Sometimes life imposes harsher suffering than any sentence provided by law would.

Related Readings:

NY Court of Appeals Affirms Attempted Kidnapping Conviction

POST WRITTEN BYProf. Peter Widulski, Assistant Director of the First Year Legal Skills Program and the Coach of International Criminal Moot Court Team at Pace Law School.

Is evidence that an adult male made repeated offers to take a ten-year old girl on outings with him and at one time offered her the keys to his apartment legally sufficient to support a conviction for second degree kidnapping, where the man had only a passing acquaintance with the girl, his offers were unsolicited by the girl or her mother, and where the girl refused all the man’s requests to meet with her or to accept the keys to his apartment?

The Court of Appeals was confronted with this question recently in People v. Denson. As discussed previously, a 5-1 majority of the Court rejected Denson’s argument that the trial court erred in admitting evidence of his 1978 conviction for sexual abuse of his stepdaughter. But that was not all there was to this appeal.

Denson’s other argument raised the sufficiency of evidence issue mentioned above. The issue merited consideration because at no time did the defendant use any physical force against the girl; nor did she ever begin to accompany the defendant on any outing that he proposed to her. All of the defendant’s alleged efforts to attempt to kidnap the girl consisted only of offers to take her on outings or to provide her with the keys to his apartment – all of which the girl refused.

The applicable statutes relating to kidnapping and Court of Appeals precedents on attempt required the prosecutor to prove beyond a reasonable doubt that the defendant “must have engaged in conduct that came dangerously near commission of the completed crime,” which completion here would involve abducting the girl and holding her in a place where she would “not likely be found.” After all evidence was presented in a nonjury trial, the trial court found that the prosecutor met this burden.

On appeal to the Court of Appeals, Denson argued that the trial evidence was legally insufficient (1) to show his intent to abduct the girl and (2) to show evidence of an attempt to commit the actus reus of abduction.

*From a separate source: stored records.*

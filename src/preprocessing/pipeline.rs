use crate::engine::SegmentationMode;
use crate::error::OcrError;
use image::{GrayImage, RgbImage};
use std::time::Instant;

use super::steps::{self, resize};

/// Image-enhancement strategy applied before OCR
#[derive(Debug, Clone, Copy, PartialEq, Eq, Hash)]
pub enum Transform {
    /// Upscale 2.5x, global Otsu threshold, thickened strokes
    Otsu,
    /// `Otsu`, then rotation correction
    OtsuDeskew,
    /// `Otsu`, then ruling-line removal
    OtsuTable,
    /// `Otsu`, rotation correction, then ruling-line removal
    OtsuTableDeskew,
    /// Upscale 2x, local adaptive threshold, speckle removal
    Adaptive,
    /// `Adaptive`, then rotation correction
    AdaptiveDeskew,
}

impl Transform {
    /// Get the transform name as a string
    pub fn as_str(&self) -> &'static str {
        match self {
            Self::Otsu => "otsu",
            Self::OtsuDeskew => "otsu_deskew",
            Self::OtsuTable => "otsu_table",
            Self::OtsuTableDeskew => "otsu_table_deskew",
            Self::Adaptive => "adaptive",
            Self::AdaptiveDeskew => "adaptive_deskew",
        }
    }

    /// Factor by which the output is larger than the input
    pub const fn scale(&self) -> f32 {
        match self {
            Self::Otsu | Self::OtsuDeskew | Self::OtsuTable | Self::OtsuTableDeskew => {
                resize::OTSU_SCALE
            }
            Self::Adaptive | Self::AdaptiveDeskew => resize::ADAPTIVE_SCALE,
        }
    }

    /// Whether the chain may rotate the canvas
    pub const fn rotates(&self) -> bool {
        matches!(
            self,
            Self::OtsuDeskew | Self::OtsuTableDeskew | Self::AdaptiveDeskew
        )
    }

    const fn uses_otsu(&self) -> bool {
        matches!(
            self,
            Self::Otsu | Self::OtsuDeskew | Self::OtsuTable | Self::OtsuTableDeskew
        )
    }

    const fn removes_lines(&self) -> bool {
        matches!(self, Self::OtsuTable | Self::OtsuTableDeskew)
    }

    /// Turn a color image into a black-on-white binary image ready for OCR
    pub fn apply(&self, image: &RgbImage) -> Result<GrayImage, OcrError> {
        let (width, height) = image.dimensions();
        if width == 0 || height == 0 {
            return Err(OcrError::InvalidImage(format!(
                "image has zero dimension ({}x{})",
                width, height
            )));
        }

        let start = Instant::now();
        let scale = self.scale();

        let gray = run_step("grayscale", || Ok(steps::grayscale::apply(image)))?;
        let gray = run_step("resize", || resize::apply(&gray, scale))?;
        let gray = run_step("denoise", || Ok(steps::denoise::apply(&gray)))?;

        let mut img = if self.uses_otsu() {
            let binary = run_step("threshold", || Ok(steps::threshold::otsu(&gray)))?;
            let binary = steps::polarity::apply(binary);
            run_step("thicken", || Ok(steps::morphology::thicken_ink(&binary)))?
        } else {
            let binary = run_step("threshold", || Ok(steps::threshold::adaptive(&gray)))?;
            let binary = steps::polarity::apply(binary);
            run_step("despeckle", || Ok(steps::morphology::open(&binary)))?
        };

        if self.rotates() {
            img = run_step("deskew", || Ok(steps::deskew::apply(img)))?;
        }

        if self.removes_lines() {
            img = run_step("table_lines", || Ok(steps::table_lines::apply(&img)))?;
        }

        tracing::debug!(
            transform = self.as_str(),
            width = img.width(),
            height = img.height(),
            time_ms = start.elapsed().as_millis() as u64,
            "Preprocessing finished"
        );

        Ok(img)
    }
}

fn run_step<F>(name: &str, step_fn: F) -> Result<GrayImage, OcrError>
where
    F: FnOnce() -> Result<GrayImage, OcrError>,
{
    let step_start = Instant::now();
    let result = step_fn()?;
    tracing::trace!(
        step = name,
        time_ms = step_start.elapsed().as_millis() as u64,
        "Preprocessing step done"
    );
    Ok(result)
}

/// One entry of the pipeline catalog: a transform paired with an OCR mode
///
/// `scale` and `coordinate_mapping_valid` are derived from the transform so
/// they can never disagree with it.
#[derive(Debug, Clone, Copy, PartialEq)]
pub struct PipelineDescriptor {
    name: &'static str,
    transform: Transform,
    mode: SegmentationMode,
    scale: f32,
    coordinate_mapping_valid: bool,
}

impl PipelineDescriptor {
    pub const fn new(name: &'static str, transform: Transform, mode: SegmentationMode) -> Self {
        Self {
            name,
            transform,
            mode,
            scale: transform.scale(),
            coordinate_mapping_valid: !transform.rotates(),
        }
    }

    pub fn name(&self) -> &'static str {
        self.name
    }

    pub fn transform(&self) -> Transform {
        self.transform
    }

    pub fn mode(&self) -> SegmentationMode {
        self.mode
    }

    /// Preprocessed size divided by original size
    pub fn scale(&self) -> f32 {
        self.scale
    }

    /// Whether boxes can be mapped back by dividing by `scale`
    pub fn coordinate_mapping_valid(&self) -> bool {
        self.coordinate_mapping_valid
    }
}

/// The built-in pipelines, in selection order. Earlier entries win ties.
pub static CATALOG: [PipelineDescriptor; 8] = [
    // Tables / newspapers / grids
    PipelineDescriptor::new(
        "otsu_table_psm6",
        Transform::OtsuTable,
        SegmentationMode::SingleBlock,
    ),
    PipelineDescriptor::new(
        "otsu_table_deskew_psm6",
        Transform::OtsuTableDeskew,
        SegmentationMode::SingleBlock,
    ),
    // Clean documents
    PipelineDescriptor::new("otsu_psm6", Transform::Otsu, SegmentationMode::SingleBlock),
    PipelineDescriptor::new(
        "otsu_deskew_psm6",
        Transform::OtsuDeskew,
        SegmentationMode::SingleBlock,
    ),
    PipelineDescriptor::new("otsu_psm4", Transform::Otsu, SegmentationMode::SingleColumn),
    // Posters / sparse layouts
    PipelineDescriptor::new("adapt_psm11", Transform::Adaptive, SegmentationMode::SparseText),
    PipelineDescriptor::new(
        "adapt_deskew_psm11",
        Transform::AdaptiveDeskew,
        SegmentationMode::SparseText,
    ),
    // Single line attempt
    PipelineDescriptor::new("adapt_psm7", Transform::Adaptive, SegmentationMode::SingleLine),
];

/// The built-in catalog as a slice
pub fn default_catalog() -> &'static [PipelineDescriptor] {
    &CATALOG
}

In a decision issued on October 27, 2015, a 5-1 majority of the Court of Appeals, applying the standard of review for challenges to the legal sufficiency of evidence, found that, viewing the evidence in the light most favorable to the prosecution, the trial judge as factfinder could reasonably conclude that all elements of attempted kidnapping were proven beyond a reasonable doubt.

With respect to intent, the Court found the circumstantial evidence at trial, which included testimony by the girl’s mother and admissible evidence of defendant’s prior conviction, sufficient to withstand the sufficiency of evidence challenge.

With respect to the actus reus attempt element, Denson argued that because the trial evidence showed that the girl never acquiesced to any of his offers, the evidence was legally insufficient to show that he came “dangerously near” to abducting her. The Court disagreed, stating that its case law focuses primarily on evidence of a defendant’s conduct, which in this case included defendant’s 30 to 40 offers to meet alone with the girl. The Court added that if it were to accept defendant’s argument, a kidnapping defendant “could never be guilty of attempt because the crime charged could not be completed without the acquiescence of the victim.” The Court held that “under the circumstances of this case, a rational factfinder could conclude that defendant had moved beyond mere preparation to the point that his conduct was potentially and immediately dangerous.”

In his dissent, Judge Eugene Pigott agreed with defendant’s argument that because the girl rejected defendant’s offer to accept the keys to his apartment, the evidence at trial was legally insufficient to support the attempted kidnapping conviction. Judge Pigott stated that although “defendant clearly engaged in alarming behavior with the child…his actions, even viewing them in a light most favorable to the People, did not come ‘dangerously close’ to attempted kidnapping.” In Judge Pigott’s view, appropriate recourse was for psychological treatment for the defendant, rather than incarceration.